Los micromecs habían sido pensados para operar bajo una gravedad constante. Por este motivo, Shibo llevaba el Argo a su máxima potencia de impulso, luego la disminuía bruscamente, para volverla a aumentar acto seguido.

Las sacudidas así provocadas arrancaban a los micromecs de sus sujeciones sobre los cables, tubos y circuitos. Los Bishop y los Rook se lanzaron a través de los pasillos que de pronto se habían iluminado por completo, con los sentidos alerta y dispuestos para la caza. Disparaban y golpeaban a aquellas pequeñas criaturas mecánicas. Los súbitos acelerones les lanzaban contra los paneles de la nave, pero seguían sin tomarse el menor descanso. Cantaban sus canciones de caza. Los micromecs se escabullían, huían y trataban de esconderse. Las botas les dejaban sumidos en el olvido y las manos los partían por la mitad.

Los humanos tenían un aliado para dar con sus escondrijos. El mec humano les perseguía y sabía muy bien cómo operaban aquellos microrrobots. Los machacaba bajo sus bandas de acero. Toby iba tras él a lo largo de los pasillos del Argo a pesar de las sacudidas. Disparaba a los micromecs, pero se sentía más satisfecho cuando les golpeaba con la culata de la pistola de rayos electrónicos, porque podía oír los crujidos del metal al hundirse y de los circuitos destrozados.

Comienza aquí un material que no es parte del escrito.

#[cfg(test)]
#[allow(clippy::unwrap_used)]
mod tests {
    use async_trait::async_trait;

    use super::*;
    use crate::context::{CancelHandle, Cancellation};
    use crate::db::{BackendError, KvBackend, MemoryBackend};
    use crate::services::hasher::Argon2Hasher;

    struct Fixture {
        backend: Arc<MemoryBackend>,
        service: IdentityService,
        hasher: Arc<Argon2Hasher>,
    }

    fn fixture() -> Fixture {
        let backend = Arc::new(MemoryBackend::new());
        let hasher = Arc::new(Argon2Hasher::with_params(8, 1, 1).unwrap());
        let service = IdentityService::new(RecordStore::new(backend.clone()), hasher.clone());
        Fixture {
            backend,
            service,
            hasher,
        }
    }

    fn ctx() -> RequestContext {
        RequestContext::background("identity-test")
    }

    fn email(s: &str) -> Email {
        Email::parse(s).unwrap()
    }

    fn new_user(addr: &str, password: &str) -> NewUser {
        NewUser {
            email: email(addr),
            first_name: "A".to_owned(),
            last_name: "X".to_owned(),
            password: SecretString::from(password.to_owned()),
        }
    }

    async fn stored(f: &Fixture, addr: &str) -> Option<UserRecord> {
        RecordStore::new(f.backend.clone())
            .get(&ctx(), &email(addr))
            .await
            .unwrap()
    }

    /// Memory backend with faults injected around an email change.
    struct Faulty {
        inner: Arc<MemoryBackend>,
        /// Fired right after a set-if-absent write lands.
        cancel_after_insert: Option<CancelHandle>,
        /// Deletes of this key always fail.
        undeletable: Option<String>,
    }

    #[async_trait]
    impl KvBackend for Faulty {
        async fn get(&self, key: &str) -> Result<Option<Vec<u8>>, BackendError> {
            self.inner.get(key).await
        }
        async fn set(&self, key: &str, value: Vec<u8>) -> Result<(), BackendError> {
            self.inner.set(key, value).await
        }
        async fn set_if_absent(&self, key: &str, value: Vec<u8>) -> Result<bool, BackendError> {
            let inserted = self.inner.set_if_absent(key, value).await;
            if let Some(handle) = &self.cancel_after_insert {
                handle.cancel();
            }
            inserted
        }
        async fn delete(&self, key: &str) -> Result<(), BackendError> {
            if self.undeletable.as_deref() == Some(key) {
                return Err(BackendError::Unavailable("delete refused".to_owned()));
            }
            self.inner.delete(key).await
        }
        async fn exists(&self, key: &str) -> Result<bool, BackendError> {
            self.inner.exists(key).await
        }
        async fn ping(&self) -> Result<(), BackendError> {
            self.inner.ping().await
        }
    }

    /// Fixture seeded with a@x.com, plus a service over the same data that
    /// goes through `faulty`.
    async fn faulty_fixture(
        cancel_after_insert: Option<CancelHandle>,
        undeletable: Option<&str>,
    ) -> (Fixture, IdentityService) {
        let f = fixture();
        f.service
            .create_user(&ctx(), new_user("a@x.com", "secret"))
            .await
            .unwrap();

        let faulty = Faulty {
            inner: f.backend.clone(),
            cancel_after_insert,
            undeletable: undeletable.map(str::to_owned),
        };
        let service = IdentityService::new(RecordStore::new(Arc::new(faulty)), f.hasher.clone());
        (f, service)
    }

    fn move_to(addr: &str) -> UserUpdate {
        UserUpdate {
            email: email(addr),
            first_name: "A".to_owned(),
            last_name: "X".to_owned(),
        }
    }

    #[tokio::test]
    async fn test_create_then_get() {
        let f = fixture();
        f.service
            .create_user(&ctx(), new_user("a@x.com", "secret"))
            .await
            .unwrap();

        let profile = f.service.get_user(&ctx(), &email("a@x.com")).await.unwrap();
        assert_eq!(profile.first_name, "A");
        assert_eq!(profile.last_name, "X");
        assert_eq!(profile.email.as_str(), "a@x.com");

        let record = stored(&f, "a@x.com").await.unwrap();
        assert!(f.hasher.compare("secret", &record.password_hash).unwrap());
    }

    #[tokio::test]
    async fn test_duplicate_create_conflicts_without_overwriting() {
        let f = fixture();
        f.service
            .create_user(&ctx(), new_user("a@x.com", "secret"))
            .await
            .unwrap();
        let before = stored(&f, "a@x.com").await.unwrap();

        let mut again = new_user("a@x.com", "other");
        again.first_name = "Mallory".to_owned();
        let err = f.service.create_user(&ctx(), again).await.unwrap_err();

        assert!(matches!(err, IdentityError::Conflict));
        assert_eq!(stored(&f, "a@x.com").await.unwrap(), before);
    }

    #[tokio::test]
    async fn test_empty_password_is_bad_input() {
        let f = fixture();
        let err = f
            .service
            .create_user(&ctx(), new_user("a@x.com", ""))
            .await
            .unwrap_err();
        assert!(matches!(err, IdentityError::BadInput(_)));
        assert!(f.backend.is_empty());
    }

    #[tokio::test]
    async fn test_missing_user_is_not_found() {
        let f = fixture();
        let missing = email("nobody@x.com");

        assert!(matches!(
            f.service.get_user(&ctx(), &missing).await,
            Err(IdentityError::NotFound)
        ));
        let update = UserUpdate {
            email: missing.clone(),
            first_name: "N".to_owned(),
            last_name: "O".to_owned(),
        };
        assert!(matches!(
            f.service.update_user(&ctx(), &missing, update).await,
            Err(IdentityError::NotFound)
        ));
        assert!(matches!(
            f.service
                .update_user_password(&ctx(), &missing, &SecretString::from("pw".to_owned()))
                .await,
            Err(IdentityError::NotFound)
        ));
        assert!(f.backend.is_empty());
    }

    #[tokio::test]
    async fn test_update_in_place_preserves_hash() {
        let f = fixture();
        f.service
            .create_user(&ctx(), new_user("a@x.com", "secret"))
            .await
            .unwrap();
        let before = stored(&f, "a@x.com").await.unwrap();

        let update = UserUpdate {
            email: email("a@x.com"),
            first_name: "Ada".to_owned(),
            last_name: "Lovelace".to_owned(),
        };
        f.service
            .update_user(&ctx(), &email("a@x.com"), update)
            .await
            .unwrap();

        let after = stored(&f, "a@x.com").await.unwrap();
        assert_eq!(after.first_name, "Ada");
        assert_eq!(after.last_name, "Lovelace");
        assert_eq!(after.password_hash, before.password_hash);
    }

    #[tokio::test]
    async fn test_update_with_new_email_moves_record() {
        let f = fixture();
        f.service
            .create_user(&ctx(), new_user("a@x.com", "secret"))
            .await
            .unwrap();
        let before = stored(&f, "a@x.com").await.unwrap();

        let update = UserUpdate {
            email: email("b@x.com"),
            first_name: "A".to_owned(),
            last_name: "X".to_owned(),
        };
        let profile = f
            .service
            .update_user(&ctx(), &email("a@x.com"), update)
            .await
            .unwrap();

        assert_eq!(profile.email.as_str(), "b@x.com");
        assert!(stored(&f, "a@x.com").await.is_none());
        let moved = stored(&f, "b@x.com").await.unwrap();
        assert_eq!(moved.email.as_str(), "b@x.com");
        assert_eq!(moved.password_hash, before.password_hash);
        assert_eq!(f.backend.len(), 1);
    }

    #[tokio::test]
    async fn test_update_onto_existing_email_conflicts() {
        let f = fixture();
        f.service
            .create_user(&ctx(), new_user("a@x.com", "secret"))
            .await
            .unwrap();
        f.service
            .create_user(&ctx(), new_user("b@x.com", "other"))
            .await
            .unwrap();
        let a_before = stored(&f, "a@x.com").await.unwrap();
        let b_before = stored(&f, "b@x.com").await.unwrap();

        let update = UserUpdate {
            email: email("b@x.com"),
            first_name: "Z".to_owned(),
            last_name: "Z".to_owned(),
        };
        let err = f
            .service
            .update_user(&ctx(), &email("a@x.com"), update)
            .await
            .unwrap_err();

        assert!(matches!(err, IdentityError::Conflict));
        assert_eq!(stored(&f, "a@x.com").await.unwrap(), a_before);
        assert_eq!(stored(&f, "b@x.com").await.unwrap(), b_before);
    }

    #[tokio::test]
    async fn test_email_change_cancelled_midway_lands_on_one_key() {
        let (handle, cancel) = Cancellation::pair();
        let (f, service) = faulty_fixture(Some(handle), None).await;
        let ctx = ctx().with_cancellation(cancel);

        let profile = service
            .update_user(&ctx, &email("a@x.com"), move_to("b@x.com"))
            .await
            .unwrap();

        assert_eq!(profile.email.as_str(), "b@x.com");
        assert_eq!(f.backend.len(), 1);
        assert!(stored(&f, "a@x.com").await.is_none());
        assert!(stored(&f, "b@x.com").await.is_some());
    }

    #[tokio::test]
    async fn test_email_change_rolls_back_when_old_key_sticks() {
        let (f, service) = faulty_fixture(None, Some("a@x.com")).await;
        let before = stored(&f, "a@x.com").await.unwrap();

        let err = service
            .update_user(&ctx(), &email("a@x.com"), move_to("b@x.com"))
            .await
            .unwrap_err();

        assert!(matches!(
            err,
            IdentityError::Store(StoreError::Unavailable(BackendError::Unavailable(_)))
        ));
        assert_eq!(f.backend.len(), 1);
        assert_eq!(stored(&f, "a@x.com").await.unwrap(), before);
        assert!(stored(&f, "b@x.com").await.is_none());
    }

    #[tokio::test]
    async fn test_update_password_changes_only_hash() {
        let f = fixture();
        f.service
            .create_user(&ctx(), new_user("a@x.com", "secret"))
            .await
            .unwrap();

        let fresh = SecretString::from("fresh".to_owned());
        f.service
            .update_user_password(&ctx(), &email("a@x.com"), &fresh)
            .await
            .unwrap();

        let record = stored(&f, "a@x.com").await.unwrap();
        assert_eq!(record.first_name, "A");
        assert!(f.hasher.compare("fresh", &record.password_hash).unwrap());
        assert!(!f.hasher.compare("secret", &record.password_hash).unwrap());
    }

    #[tokio::test]
    async fn test_delete_is_idempotent() {
        let f = fixture();
        f.service
            .create_user(&ctx(), new_user("a@x.com", "secret"))
            .await
            .unwrap();

        f.service.delete_user(&ctx(), &email("a@x.com")).await.unwrap();
        assert!(matches!(
            f.service.get_user(&ctx(), &email("a@x.com")).await,
            Err(IdentityError::NotFound)
        ));
        f.service.delete_user(&ctx(), &email("a@x.com")).await.unwrap();
        assert!(!f.backend.exists("a@x.com").await.unwrap());
    }
}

Aquella enfebrecida turba voceaba, gritaba y daba alaridos mientras se diseminaba como una inundación vengativa por toda la enorme nave. Unos antiguos cantos sanguinarios brotaban por sus labios. Con júbilo y rabia liberaban sus ecos salvajes e inclementes en las madrigueras de los artefactos metálicos.

Cuando el Argo ya había adquirido una órbita estable, los micromecs habían sido machacados y eliminados.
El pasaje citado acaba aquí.